Courtesy: PBS/Public Media Distribution

John Williams. Hans Zimmer. The Sherman Brothers. One thing connects each of these names: each name is among the movie industry’s great musical minds. Each has composed some of the most well-known and beloved themes that audiences have ever heard. This past September, PBS and Public Media Distribution brought audiences a very special profile of one of those names with the release of Richard Sherman: Songs of a Lifetime. Released Sept. 5, this in-studio performance by its title figure, is a wonderful musical profile of one half of the famed Sherman Brothers creative musical team. That is due in no small part to the songs that Sherman performs for audiences. The stories that he shares along the way are just as entertaining as the songs, and in turn will be discussed later. The program’s bonus material rounds out its most important elements. Each noted element is important in its own right to the recording’s whole. All things considered, they make Richard Sherman: Songs of a Lifetime a release that will leave audiences “singing” its praises.

PBS’ recently released Richard Sherman musical documentary Songs of a Lifetime is a special new “live” recording from PBS and Public Media Distribution that is certain to leave audiences “singing” its praises. That is due in part to the recording’s songs. The songs that Sherman performs throughout the program are not limited to just his Disney compositions. Also included in this intimate setting are songs from Tom Sawyer (1973 — MGM), Chitty-Chitty Bang Bang (1968 — Pinewood Studios), Charlotte’s Web (1973 — Paramount Pictures/Hanna-Barbera Productions), Snoopy Come Home (1972 — Cinema Center Filims/Lee Mendelson Film Productions/Bill Melendez Productions/Sopwith Productions/United Features Syndicate), a Christmas tune that he composed with Joe Van Winkle titled ‘Christmas in New Orleans,’ (which was made famous by Louis Armstrong) and even his own heartfelt composition that he wrote for his wife (who is there to enjoy the song at his side) among so many others. There is even a brand new song included at the recording’s end titled ‘A Kiss Goodnight’ that is certain to move viewers of any age.

In regards to the Disney tunes featured throughout the recording, the movies featured through those songs include: Winnie The PoohMary Poppins, The Happiest Millionaire, The Jungle Book, Summer Magic, The Aristocats, The Jungle Book, Peter Pan, The Parent Trap and Bedknobs and Broomsticks.
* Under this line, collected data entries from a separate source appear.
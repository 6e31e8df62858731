//! WebSocket delivery of fan-out events.

use axum::extract::State;
use axum::extract::ws::{Message, WebSocket, WebSocketUpgrade};
use axum::response::IntoResponse;
use futures::{SinkExt, StreamExt};
use std::time::Duration;
use tokio::sync::broadcast::error::RecvError;
use tracing::{debug, trace, warn};

use crate::fanout::{SNAPSHOT_EVENT, StreamEvent};
use crate::state::AppState;

const PING_INTERVAL: Duration = Duration::from_secs(30);

pub(super) async fn stream_ws(
    ws: WebSocketUpgrade,
    State(state): State<AppState>,
) -> impl IntoResponse {
    ws.on_upgrade(|socket| handle_stream(socket, state))
}

fn encode(event: &StreamEvent) -> Option<Message> {
    match serde_json::to_string(event) {
        Ok(json) => Some(Message::Text(json.into())),
        Err(e) => {
            warn!(error = ?e, "Failed to encode stream event");
            None
        }
    }
}

async fn handle_stream(socket: WebSocket, state: AppState) {
    let (mut sender, mut receiver) = socket.split();
    // Subscribe before reading the snapshot so nothing published in between is lost.
    let mut events = state.hub.subscribe();
    debug!(subscribers = state.hub.subscriber_count(), "Stream client connected");

    let snapshot = StreamEvent::new(SNAPSHOT_EVENT, state.recent.snapshot().await);
    if let Some(message) = encode(&snapshot)
        && sender.send(message).await.is_err()
    {
        return;
    }

    let mut send_task = tokio::spawn(async move {
        let mut ping = tokio::time::interval(PING_INTERVAL);
        loop {
            tokio::select! {
                event = events.recv() => match event {
                    Ok(event) => {
                        if let Some(message) = encode(&event)
                            && sender.send(message).await.is_err()
                        {
                            break;
                        }
                    }
                    Err(RecvError::Lagged(missed)) => {
                        warn!(missed, "Stream client lagged, skipping events");
                    }
                    Err(RecvError::Closed) => break,
                },
                _ = ping.tick() => {
                    if sender.send(Message::Ping(Default::default())).await.is_err() {
                        break;
                    }
                }
            }
        }
    });

    let mut recv_task = tokio::spawn(async move {
        while let Some(Ok(message)) = receiver.next().await {
            if let Message::Close(_) = message {
                break;
            }
        }
    });

    tokio::select! {
        _ = &mut send_task => recv_task.abort(),
        _ = &mut recv_task => send_task.abort(),
    }
    trace!("Stream client disconnected");
}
Needless to say, even though “only” ten movies are on that list, that is still a healthy cross-section of Sherman’s time with Walt Disney Studios. That is especially considering that some of those movies get more than one nod. Mary Poppins gets a handful of nods with the likes of ‘Feed The Birds,’ ‘Let’s Go Fly A Kite,’ and ‘Through The Eyes of Love.’ Winnie The Pooh received three nods through a medley of tunes early in the performance while The Jungle Book receives its own share of representations, too. Considering the number of Disney flicks represented in this in-studio concert and the songs used to represent those movies, it goes without saying that even at “only” nine movies, the concert presents a healthy dose of Disney.
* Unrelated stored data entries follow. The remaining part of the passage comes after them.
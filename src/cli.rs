use clap::Parser;

/// Ingests missing-person reports from the safe182 listing and streams new ones to subscribers.
#[derive(Parser, Debug)]
#[command(author, version, about, long_about = None)]
pub struct Args {
    /// Log formatter to use
    #[arg(long, value_enum, default_value_t = default_tracing_format())]
    pub tracing: TracingFormat,

    /// Run a single ingestion pass and exit
    #[arg(long)]
    pub once: bool,
}

#[derive(clap::ValueEnum, Clone, Copy, Debug, PartialEq, Eq)]
pub enum TracingFormat {
    /// Human-readable output for local development
    Pretty,
    /// Structured output for log aggregation
    Json,
}

const fn default_tracing_format() -> TracingFormat {
    if cfg!(debug_assertions) {
        TracingFormat::Pretty
    } else {
        TracingFormat::Json
    }
}

#[cfg(test)]
mod tests {
    use super::*;

    #[test]
    fn test_parse_flags() {
        let args = Args::try_parse_from(["beacon", "--tracing", "json", "--once"]).unwrap();
        assert_eq!(args.tracing, TracingFormat::Json);
        assert!(args.once);
    }

    #[test]
    fn test_rejects_unknown_format() {
        assert!(Args::try_parse_from(["beacon", "--tracing", "xml"]).is_err());
    }
}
When that healthy dose of Disney is coupled with Sherman’s non-Disney compositions, the whole the recording proves quite impressive. Counting the single songs and the medleys, it is safe to say that the recording boasts at least 30 songs. Considering that the performance’s run time is roughly one hour, that is a lot of material pushed into that space, and quite well at that. Staying on that note, while the material in whole is impressive, one cannot ignore the lack of a program guide inside or outside the box printed or physical. The only program guide that does exist is in the scene selection option on the disc’s main menu. The songs are not even listed with their respective movies. Sure it seems on the surface like a not so important aesthetic element, but is in fact very important to the box’s presentation. That is especially in connection to the songs themselves. It would have been nice to have had that listing. Luckily though, as much as it detracts from the recording’s whole, it is not enough to completely ruin the program’s presentation. It just would have been nice to have had that element.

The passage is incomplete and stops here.